── Entries supplied ──

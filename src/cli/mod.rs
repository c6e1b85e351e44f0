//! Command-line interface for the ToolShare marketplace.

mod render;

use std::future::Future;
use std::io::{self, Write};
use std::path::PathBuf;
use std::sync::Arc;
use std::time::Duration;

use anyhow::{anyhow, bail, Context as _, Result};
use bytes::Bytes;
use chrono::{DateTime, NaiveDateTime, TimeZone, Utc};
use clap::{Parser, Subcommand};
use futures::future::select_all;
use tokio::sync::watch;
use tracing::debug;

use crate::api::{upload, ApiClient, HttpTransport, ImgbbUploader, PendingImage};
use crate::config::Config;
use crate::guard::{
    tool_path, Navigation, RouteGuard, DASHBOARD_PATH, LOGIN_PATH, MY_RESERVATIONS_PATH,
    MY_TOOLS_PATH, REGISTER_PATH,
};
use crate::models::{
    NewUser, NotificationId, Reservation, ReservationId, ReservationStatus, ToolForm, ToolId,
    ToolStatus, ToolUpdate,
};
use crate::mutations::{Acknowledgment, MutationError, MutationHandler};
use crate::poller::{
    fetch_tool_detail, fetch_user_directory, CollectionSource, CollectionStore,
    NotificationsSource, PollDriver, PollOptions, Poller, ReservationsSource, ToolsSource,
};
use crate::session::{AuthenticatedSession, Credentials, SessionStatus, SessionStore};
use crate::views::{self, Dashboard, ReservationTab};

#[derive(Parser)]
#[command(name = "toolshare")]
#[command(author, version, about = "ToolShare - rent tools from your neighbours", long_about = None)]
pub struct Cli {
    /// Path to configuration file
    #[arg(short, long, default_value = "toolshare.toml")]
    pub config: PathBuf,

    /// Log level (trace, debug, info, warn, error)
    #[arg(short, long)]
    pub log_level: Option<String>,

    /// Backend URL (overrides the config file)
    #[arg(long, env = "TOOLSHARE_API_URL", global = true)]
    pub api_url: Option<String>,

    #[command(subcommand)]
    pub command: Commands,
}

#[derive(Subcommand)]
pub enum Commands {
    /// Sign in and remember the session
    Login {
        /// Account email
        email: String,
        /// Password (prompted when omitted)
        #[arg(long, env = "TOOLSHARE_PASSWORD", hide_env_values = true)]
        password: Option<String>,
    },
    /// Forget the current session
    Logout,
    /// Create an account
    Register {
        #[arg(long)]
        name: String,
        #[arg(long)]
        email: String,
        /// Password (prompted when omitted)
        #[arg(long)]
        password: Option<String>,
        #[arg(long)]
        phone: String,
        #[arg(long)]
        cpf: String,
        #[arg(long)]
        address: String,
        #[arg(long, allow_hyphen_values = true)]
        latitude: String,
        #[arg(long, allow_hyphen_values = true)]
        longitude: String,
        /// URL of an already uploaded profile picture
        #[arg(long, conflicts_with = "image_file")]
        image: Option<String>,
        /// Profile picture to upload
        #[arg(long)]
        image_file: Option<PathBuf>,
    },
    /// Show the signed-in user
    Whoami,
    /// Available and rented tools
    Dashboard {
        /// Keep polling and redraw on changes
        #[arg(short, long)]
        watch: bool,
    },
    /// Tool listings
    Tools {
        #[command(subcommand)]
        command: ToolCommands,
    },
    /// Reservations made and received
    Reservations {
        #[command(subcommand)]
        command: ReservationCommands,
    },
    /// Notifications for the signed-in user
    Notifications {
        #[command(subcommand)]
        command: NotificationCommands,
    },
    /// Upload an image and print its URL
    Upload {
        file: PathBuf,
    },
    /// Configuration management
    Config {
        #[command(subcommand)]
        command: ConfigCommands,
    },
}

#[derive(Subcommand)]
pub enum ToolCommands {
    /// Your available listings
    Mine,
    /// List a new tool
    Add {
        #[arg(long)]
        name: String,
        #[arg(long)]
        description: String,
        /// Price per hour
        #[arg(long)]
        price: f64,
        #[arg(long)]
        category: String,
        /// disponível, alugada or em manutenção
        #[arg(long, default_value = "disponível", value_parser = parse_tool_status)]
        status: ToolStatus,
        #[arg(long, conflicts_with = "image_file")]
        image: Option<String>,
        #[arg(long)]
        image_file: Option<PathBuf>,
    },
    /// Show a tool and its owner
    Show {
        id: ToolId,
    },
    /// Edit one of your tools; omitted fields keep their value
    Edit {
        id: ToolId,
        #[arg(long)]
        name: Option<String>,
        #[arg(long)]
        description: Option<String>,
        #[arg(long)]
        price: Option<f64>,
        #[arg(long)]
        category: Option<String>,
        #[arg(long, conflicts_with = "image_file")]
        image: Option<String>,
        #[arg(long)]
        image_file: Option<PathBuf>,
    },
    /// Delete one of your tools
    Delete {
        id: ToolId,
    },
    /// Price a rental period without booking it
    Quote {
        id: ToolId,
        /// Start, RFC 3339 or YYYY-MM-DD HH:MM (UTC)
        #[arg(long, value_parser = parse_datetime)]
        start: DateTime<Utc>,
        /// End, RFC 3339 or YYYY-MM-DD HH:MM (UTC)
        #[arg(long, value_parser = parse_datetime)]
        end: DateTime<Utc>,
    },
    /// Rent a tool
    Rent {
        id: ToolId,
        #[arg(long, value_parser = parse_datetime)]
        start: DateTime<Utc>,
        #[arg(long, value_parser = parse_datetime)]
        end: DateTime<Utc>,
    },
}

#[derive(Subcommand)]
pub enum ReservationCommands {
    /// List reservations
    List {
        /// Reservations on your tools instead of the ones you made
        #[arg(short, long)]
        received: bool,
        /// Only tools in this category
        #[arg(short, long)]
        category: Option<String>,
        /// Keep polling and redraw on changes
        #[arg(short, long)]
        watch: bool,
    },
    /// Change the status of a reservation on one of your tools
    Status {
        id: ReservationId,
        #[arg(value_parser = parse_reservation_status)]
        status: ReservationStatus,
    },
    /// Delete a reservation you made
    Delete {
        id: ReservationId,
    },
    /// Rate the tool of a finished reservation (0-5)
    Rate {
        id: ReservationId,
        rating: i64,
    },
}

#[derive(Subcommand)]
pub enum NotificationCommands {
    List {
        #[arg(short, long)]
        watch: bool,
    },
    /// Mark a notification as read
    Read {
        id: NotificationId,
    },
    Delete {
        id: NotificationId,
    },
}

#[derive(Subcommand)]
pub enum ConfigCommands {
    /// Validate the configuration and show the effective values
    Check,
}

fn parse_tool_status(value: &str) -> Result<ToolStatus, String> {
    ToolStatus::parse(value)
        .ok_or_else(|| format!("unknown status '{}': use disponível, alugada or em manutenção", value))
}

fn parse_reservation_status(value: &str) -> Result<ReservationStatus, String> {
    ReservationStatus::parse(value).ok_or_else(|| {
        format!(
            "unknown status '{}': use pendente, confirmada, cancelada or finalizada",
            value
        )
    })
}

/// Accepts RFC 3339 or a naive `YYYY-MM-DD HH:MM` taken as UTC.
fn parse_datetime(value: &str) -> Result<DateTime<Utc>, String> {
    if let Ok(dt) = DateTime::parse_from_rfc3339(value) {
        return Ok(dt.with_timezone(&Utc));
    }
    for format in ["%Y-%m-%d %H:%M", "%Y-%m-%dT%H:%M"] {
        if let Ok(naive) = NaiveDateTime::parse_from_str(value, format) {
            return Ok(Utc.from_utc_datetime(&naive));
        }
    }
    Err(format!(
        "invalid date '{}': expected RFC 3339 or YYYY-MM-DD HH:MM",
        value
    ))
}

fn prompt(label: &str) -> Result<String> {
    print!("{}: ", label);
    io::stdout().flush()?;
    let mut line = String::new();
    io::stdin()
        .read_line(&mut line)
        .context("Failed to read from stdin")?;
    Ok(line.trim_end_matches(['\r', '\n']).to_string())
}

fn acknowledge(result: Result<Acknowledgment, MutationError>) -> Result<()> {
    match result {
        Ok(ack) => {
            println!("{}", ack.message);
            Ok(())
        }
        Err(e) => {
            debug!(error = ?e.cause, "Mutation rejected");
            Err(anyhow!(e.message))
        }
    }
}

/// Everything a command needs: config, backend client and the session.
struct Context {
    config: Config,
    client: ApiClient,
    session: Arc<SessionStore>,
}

───

--- Work to complete ---
Check the records above and copy each line that has the string "disponível".

--- Written answer ---
        /// disponível, alugada or em manutenção
        #[arg(long, default_value = "disponível", value_parser = parse_tool_status)]
        .ok_or_else(|| format!("unknown status '{}': use disponível, alugada or em manutenção", value))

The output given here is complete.